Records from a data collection
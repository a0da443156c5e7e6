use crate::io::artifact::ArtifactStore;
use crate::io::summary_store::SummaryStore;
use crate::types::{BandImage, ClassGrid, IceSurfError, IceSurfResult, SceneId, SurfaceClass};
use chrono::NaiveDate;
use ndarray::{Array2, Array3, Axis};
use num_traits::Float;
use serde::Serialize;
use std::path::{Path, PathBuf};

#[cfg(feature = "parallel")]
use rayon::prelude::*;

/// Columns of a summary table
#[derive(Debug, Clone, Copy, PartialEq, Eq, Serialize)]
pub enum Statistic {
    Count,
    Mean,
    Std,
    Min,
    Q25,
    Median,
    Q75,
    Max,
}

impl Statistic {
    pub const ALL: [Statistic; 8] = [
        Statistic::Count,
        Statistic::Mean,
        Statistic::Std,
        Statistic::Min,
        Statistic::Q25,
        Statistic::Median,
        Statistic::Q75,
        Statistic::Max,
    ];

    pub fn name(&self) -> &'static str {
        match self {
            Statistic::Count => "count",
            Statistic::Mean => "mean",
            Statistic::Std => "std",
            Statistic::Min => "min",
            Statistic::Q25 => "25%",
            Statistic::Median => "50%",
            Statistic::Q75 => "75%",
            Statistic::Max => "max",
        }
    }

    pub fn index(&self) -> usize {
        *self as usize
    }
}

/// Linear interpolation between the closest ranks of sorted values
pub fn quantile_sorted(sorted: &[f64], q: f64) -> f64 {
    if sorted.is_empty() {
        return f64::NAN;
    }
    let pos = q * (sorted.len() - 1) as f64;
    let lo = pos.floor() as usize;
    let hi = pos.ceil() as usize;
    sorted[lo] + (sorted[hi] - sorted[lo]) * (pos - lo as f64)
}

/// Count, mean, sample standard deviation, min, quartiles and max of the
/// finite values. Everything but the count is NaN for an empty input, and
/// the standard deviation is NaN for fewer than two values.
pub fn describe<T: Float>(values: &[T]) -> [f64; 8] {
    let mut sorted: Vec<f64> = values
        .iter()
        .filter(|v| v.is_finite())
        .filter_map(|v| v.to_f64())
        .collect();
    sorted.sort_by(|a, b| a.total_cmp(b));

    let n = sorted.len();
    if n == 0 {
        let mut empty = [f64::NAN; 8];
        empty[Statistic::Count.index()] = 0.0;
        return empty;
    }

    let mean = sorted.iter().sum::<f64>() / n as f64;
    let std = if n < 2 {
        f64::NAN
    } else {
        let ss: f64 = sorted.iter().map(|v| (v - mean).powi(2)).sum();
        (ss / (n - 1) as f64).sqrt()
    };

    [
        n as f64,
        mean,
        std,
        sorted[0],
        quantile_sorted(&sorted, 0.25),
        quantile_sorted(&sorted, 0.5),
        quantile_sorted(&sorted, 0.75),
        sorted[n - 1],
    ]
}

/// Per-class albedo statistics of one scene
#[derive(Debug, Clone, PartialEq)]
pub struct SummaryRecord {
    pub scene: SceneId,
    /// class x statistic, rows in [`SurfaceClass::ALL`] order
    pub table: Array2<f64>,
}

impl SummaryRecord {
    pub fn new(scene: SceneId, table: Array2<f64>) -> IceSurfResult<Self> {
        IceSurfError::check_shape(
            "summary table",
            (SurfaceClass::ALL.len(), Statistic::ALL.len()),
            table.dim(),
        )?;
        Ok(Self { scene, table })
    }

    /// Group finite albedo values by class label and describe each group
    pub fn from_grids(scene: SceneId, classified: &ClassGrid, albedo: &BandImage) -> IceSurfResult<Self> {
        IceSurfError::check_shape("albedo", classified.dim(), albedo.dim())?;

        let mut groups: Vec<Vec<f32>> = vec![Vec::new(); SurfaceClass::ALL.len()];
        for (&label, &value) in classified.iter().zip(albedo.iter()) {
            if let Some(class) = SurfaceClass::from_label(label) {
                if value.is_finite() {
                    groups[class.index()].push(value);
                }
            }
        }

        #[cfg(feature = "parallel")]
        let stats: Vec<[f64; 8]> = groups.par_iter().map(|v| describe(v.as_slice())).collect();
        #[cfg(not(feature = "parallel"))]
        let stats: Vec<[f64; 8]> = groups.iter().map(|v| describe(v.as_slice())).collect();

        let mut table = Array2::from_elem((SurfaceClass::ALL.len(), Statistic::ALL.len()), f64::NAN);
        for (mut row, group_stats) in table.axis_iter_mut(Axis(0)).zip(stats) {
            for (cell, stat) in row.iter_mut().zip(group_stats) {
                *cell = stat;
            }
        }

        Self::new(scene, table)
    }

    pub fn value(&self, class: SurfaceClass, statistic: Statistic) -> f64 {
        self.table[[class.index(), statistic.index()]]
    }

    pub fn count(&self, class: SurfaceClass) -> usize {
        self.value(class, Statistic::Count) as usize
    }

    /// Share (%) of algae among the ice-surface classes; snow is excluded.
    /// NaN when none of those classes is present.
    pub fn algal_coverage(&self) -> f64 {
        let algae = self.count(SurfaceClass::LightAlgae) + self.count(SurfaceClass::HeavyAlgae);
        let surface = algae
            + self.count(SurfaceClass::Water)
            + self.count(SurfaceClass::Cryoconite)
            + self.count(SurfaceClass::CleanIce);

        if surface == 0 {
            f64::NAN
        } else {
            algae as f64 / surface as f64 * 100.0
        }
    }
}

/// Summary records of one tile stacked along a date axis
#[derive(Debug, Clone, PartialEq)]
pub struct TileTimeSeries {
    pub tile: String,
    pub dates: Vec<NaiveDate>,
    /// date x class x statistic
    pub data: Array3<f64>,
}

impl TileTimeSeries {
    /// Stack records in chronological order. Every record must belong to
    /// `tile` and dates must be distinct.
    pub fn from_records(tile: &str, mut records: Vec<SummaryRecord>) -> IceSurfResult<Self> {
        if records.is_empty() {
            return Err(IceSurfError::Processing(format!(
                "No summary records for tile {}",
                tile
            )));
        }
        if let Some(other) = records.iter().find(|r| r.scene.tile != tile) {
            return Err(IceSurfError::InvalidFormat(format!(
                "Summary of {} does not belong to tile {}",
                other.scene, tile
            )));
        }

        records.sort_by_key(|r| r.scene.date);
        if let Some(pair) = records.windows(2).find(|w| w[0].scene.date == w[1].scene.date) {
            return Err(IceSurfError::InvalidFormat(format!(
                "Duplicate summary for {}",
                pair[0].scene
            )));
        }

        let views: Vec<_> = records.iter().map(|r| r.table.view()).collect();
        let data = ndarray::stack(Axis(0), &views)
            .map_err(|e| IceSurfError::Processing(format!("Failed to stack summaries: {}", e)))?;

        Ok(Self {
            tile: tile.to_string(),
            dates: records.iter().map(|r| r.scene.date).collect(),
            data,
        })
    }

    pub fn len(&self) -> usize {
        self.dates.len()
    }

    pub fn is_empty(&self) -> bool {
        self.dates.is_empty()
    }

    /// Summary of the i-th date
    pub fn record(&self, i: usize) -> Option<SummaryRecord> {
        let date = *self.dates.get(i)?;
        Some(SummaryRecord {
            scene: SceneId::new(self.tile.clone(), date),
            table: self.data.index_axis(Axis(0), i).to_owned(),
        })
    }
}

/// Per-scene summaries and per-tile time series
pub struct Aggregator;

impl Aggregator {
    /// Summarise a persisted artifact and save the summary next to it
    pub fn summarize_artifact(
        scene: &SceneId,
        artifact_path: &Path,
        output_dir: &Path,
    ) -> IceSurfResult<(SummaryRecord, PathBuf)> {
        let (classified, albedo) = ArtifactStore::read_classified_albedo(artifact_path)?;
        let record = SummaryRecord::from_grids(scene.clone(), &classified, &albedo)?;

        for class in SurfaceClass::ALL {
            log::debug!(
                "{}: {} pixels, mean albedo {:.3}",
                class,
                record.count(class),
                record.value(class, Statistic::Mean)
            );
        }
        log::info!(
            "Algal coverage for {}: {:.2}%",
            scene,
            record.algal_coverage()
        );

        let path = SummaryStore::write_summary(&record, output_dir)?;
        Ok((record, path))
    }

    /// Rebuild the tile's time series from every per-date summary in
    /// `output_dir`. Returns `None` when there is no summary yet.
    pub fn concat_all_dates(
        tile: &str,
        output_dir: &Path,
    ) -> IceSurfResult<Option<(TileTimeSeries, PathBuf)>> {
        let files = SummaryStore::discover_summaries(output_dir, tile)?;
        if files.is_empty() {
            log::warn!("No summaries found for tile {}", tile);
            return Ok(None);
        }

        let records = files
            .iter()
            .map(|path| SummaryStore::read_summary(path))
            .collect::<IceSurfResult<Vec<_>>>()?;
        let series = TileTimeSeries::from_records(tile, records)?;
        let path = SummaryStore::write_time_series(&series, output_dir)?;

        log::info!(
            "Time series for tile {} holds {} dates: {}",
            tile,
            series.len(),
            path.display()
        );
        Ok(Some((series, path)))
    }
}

Task directions: The word "pair" may appear in several lines of the data; copy every line where it does.

Result:
        if let Some(pair) = records.windows(2).find(|w| w[0].scene.date == w[1].scene.date) {
                pair[0].scene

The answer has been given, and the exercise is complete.